Amazingly, though, their self-control seems to extend way beyond just eschewing violence. Comes right down to it, they've never even used the threat of violence, implicit or explicit, to intimidate me, or demean me, or try to subjugate me. So that part's good.

Plus, they're not out there making unwelcome sexual advances on me to creep me out and make me feel vulnerable and stuff.

They might sit at home at night and stew about how they hate men. I don't know. And the reason I don't know is that they're not out there all around me, making their hatred plain and casting a cloud over my life. If I want to find stuff they've written about hating me, I have to go hunting for it. And if I find it, it seems like its really abstract and impersonal and academic. Which still might hurt my feelings. But it's waaay better than threats of violence and stuff.

It's also lucky that they're not using the power of government, or religion, to keep beating me down just because they hate me. 'Cause that would really suck.

So all in all, I'd have to say these misandrists are pretty civil about the way they hate me. All in all, I have to think that if we could ever get to where all the world's misogynists would follow their lead, well, that would be the next best thing to no hatin' at all.

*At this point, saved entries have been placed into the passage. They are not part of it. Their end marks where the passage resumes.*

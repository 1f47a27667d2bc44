// Stage 1: one candidate per delegator, with eligibility rules and
// per-address overrides applied in order.

use super::PayoutGenerationContext;
use crate::address::Address;
use crate::candidate::PayoutCandidate;
use crate::engines::{execute_hook, GeneratePayoutsOptions};
use crate::enums::{Hook, InvalidReason, TxKind};
use crate::error::Result;

pub async fn generate_candidates(
    ctx: &mut PayoutGenerationContext,
    _options: &GeneratePayoutsOptions,
) -> Result<()> {
    log::debug!("generating payout candidates");
    let config = &ctx.config;
    let mut candidates = Vec::with_capacity(ctx.cycle_data.delegators.len());

    for delegator in &ctx.cycle_data.delegators {
        let overrides = config.override_for(&delegator.address);

        let mut balance = delegator.delegated_balance;
        if let Some(maximum) = overrides.and_then(|o| o.maximum_balance) {
            balance = balance.min(maximum);
        }

        let recipient = overrides
            .and_then(|o| o.recipient.clone())
            .unwrap_or_else(|| delegator.address.clone());

        let mut candidate = PayoutCandidate {
            source: delegator.address.clone(),
            recipient,
            delegated_balance: balance,
            fee_rate_bps: config.fee_bps_for(&delegator.address),
            tx_kind: TxKind::Tez,
            fa_contract: None,
            fa_token_id: None,
            baker_pays_tx_fee: overrides
                .and_then(|o| o.baker_pays_tx_fee)
                .unwrap_or(config.payouts.baker_pays_tx_fee),
            baker_pays_allocation_fee: overrides
                .and_then(|o| o.baker_pays_allocation_fee)
                .unwrap_or(config.payouts.baker_pays_allocation_fee),
            is_invalid: false,
            invalid_because: None,
        };

        let minimum_balance = overrides
            .and_then(|o| o.minimum_balance)
            .unwrap_or(config.delegators.minimum_balance);

        if config.is_ignored(&delegator.address) {
            candidate.invalidate(InvalidReason::Ignored);
        } else if delegator.is_emptied && config.payouts.ignore_empty_accounts {
            candidate.invalidate(InvalidReason::Emptied);
        } else if balance < minimum_balance {
            candidate.invalidate(InvalidReason::LowBalance);
        } else if candidate.recipient == ctx.payout_wallet {
            candidate.invalidate(InvalidReason::TargetsPayout);
        } else if candidate.recipient.is_contract() && config.network.ignore_kt {
            candidate.invalidate(InvalidReason::KtIgnored);
        }

        candidates.push(candidate);
    }

    execute_hook(
        ctx.engines.hooks.as_ref(),
        Hook::AfterCandidateGenerated,
        "0.1",
        &mut candidates,
    )
    .await?;

    // extensions may inject or rewrite candidates; re-check the fields a
    // well-behaved ledger would reject
    for candidate in &mut candidates {
        if candidate.is_invalid {
            continue;
        }
        if Address::parse(candidate.recipient.as_str()).is_err() {
            candidate.invalidate(InvalidReason::InvalidRecipient);
        } else if candidate.tx_kind.is_fa() && candidate.fa_contract.is_none() {
            candidate.invalidate(InvalidReason::InvalidRecipient);
        } else if candidate.recipient == ctx.payout_wallet {
            candidate.invalidate(InvalidReason::TargetsPayout);
        }
    }

    log::debug!(
        "generated {} candidates ({} invalid)",
        candidates.len(),
        candidates.iter().filter(|c| c.is_invalid).count()
    );
    ctx.candidates = candidates;
    Ok(())
}

#[cfg(test)]
mod tests {
    use super::*;
    use crate::generate::tests::{context_with, tz};

    #[tokio::test]
    async fn test_eligibility_rules_in_order() {
        let mut ctx = context_with(|fixture| {
            fixture.delegator(1, 800_000);
            fixture.delegator(2, 200_000);
            fixture.ignore(tz(2));
            fixture.minimum_balance(500_000);
        });
        generate_candidates(&mut ctx, &Default::default())
            .await
            .unwrap();
        assert_eq!(ctx.candidates.len(), 2);
        assert!(!ctx.candidates[0].is_invalid);
        // ignore list wins over the balance check
        assert_eq!(
            ctx.candidates[1].invalid_because,
            Some(InvalidReason::Ignored)
        );
    }

    #[tokio::test]
    async fn test_minimum_balance_boundary() {
        let mut ctx = context_with(|fixture| {
            fixture.delegator(1, 500_000);
            fixture.delegator(2, 499_999);
            fixture.minimum_balance(500_000);
        });
        generate_candidates(&mut ctx, &Default::default())
            .await
            .unwrap();
        // exactly at the minimum is eligible; one mutez below is not
        assert!(!ctx.candidates[0].is_invalid);
        assert_eq!(
            ctx.candidates[1].invalid_because,
            Some(InvalidReason::LowBalance)
        );
    }

    #[tokio::test]
    async fn test_override_redirect_and_fee() {
        let mut ctx = context_with(|fixture| {
            fixture.delegator(1, 800_000);
            fixture.redirect(tz(1), tz(9));
            fixture.override_fee(tz(1), 0);
        });
        generate_candidates(&mut ctx, &Default::default())
            .await
            .unwrap();
        assert_eq!(ctx.candidates[0].recipient, tz(9));
        assert_eq!(ctx.candidates[0].fee_rate_bps, 0);
    }

    #[tokio::test]
    async fn test_recipient_targeting_payout_wallet_rejected() {
        let mut ctx = context_with(|fixture| {
            fixture.delegator(1, 800_000);
            fixture.redirect(tz(1), tz(250)); // payout wallet seed
        });
        generate_candidates(&mut ctx, &Default::default())
            .await
            .unwrap();
        assert_eq!(
            ctx.candidates[0].invalid_because,
            Some(InvalidReason::TargetsPayout)
        );
    }

    #[tokio::test]
    async fn test_maximum_balance_clamp() {
        let mut ctx = context_with(|fixture| {
            fixture.delegator(1, 800_000);
            fixture.clamp_balance(tz(1), 100_000);
        });
        generate_candidates(&mut ctx, &Default::default())
            .await
            .unwrap();
        assert_eq!(ctx.candidates[0].delegated_balance, 100_000);
    }

    #[tokio::test]
    async fn test_emptied_accounts() {
        let mut ctx = context_with(|fixture| {
            fixture.emptied_delegator(1);
            fixture.ignore_empty_accounts();
        });
        generate_candidates(&mut ctx, &Default::default())
            .await
            .unwrap();
        assert_eq!(
            ctx.candidates[0].invalid_because,
            Some(InvalidReason::Emptied)
        );
    }
}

All in all, I think I'd have to be one sorry-assed, self-possessed, sniveling sonofabitch to sit here snug and secure in the cushy cocoon of my straight-white-male life complaining about these misandrists. All in all, I guess if I wanna think about that kind of stuff, my time's probably better spent trying to figure out what I, as an individual, am gonna be doing to keep from causing anger, and even hatred, to take root in other women or girls.


P.S. Don't think for a minute I'm done here. One of these days, when I get around to it, I'm going to go off on a little rant about "reverse racism", and how oppressed I am by all those people of other races who hate me. Spoiler alert: it's going to be a lot like this rant here.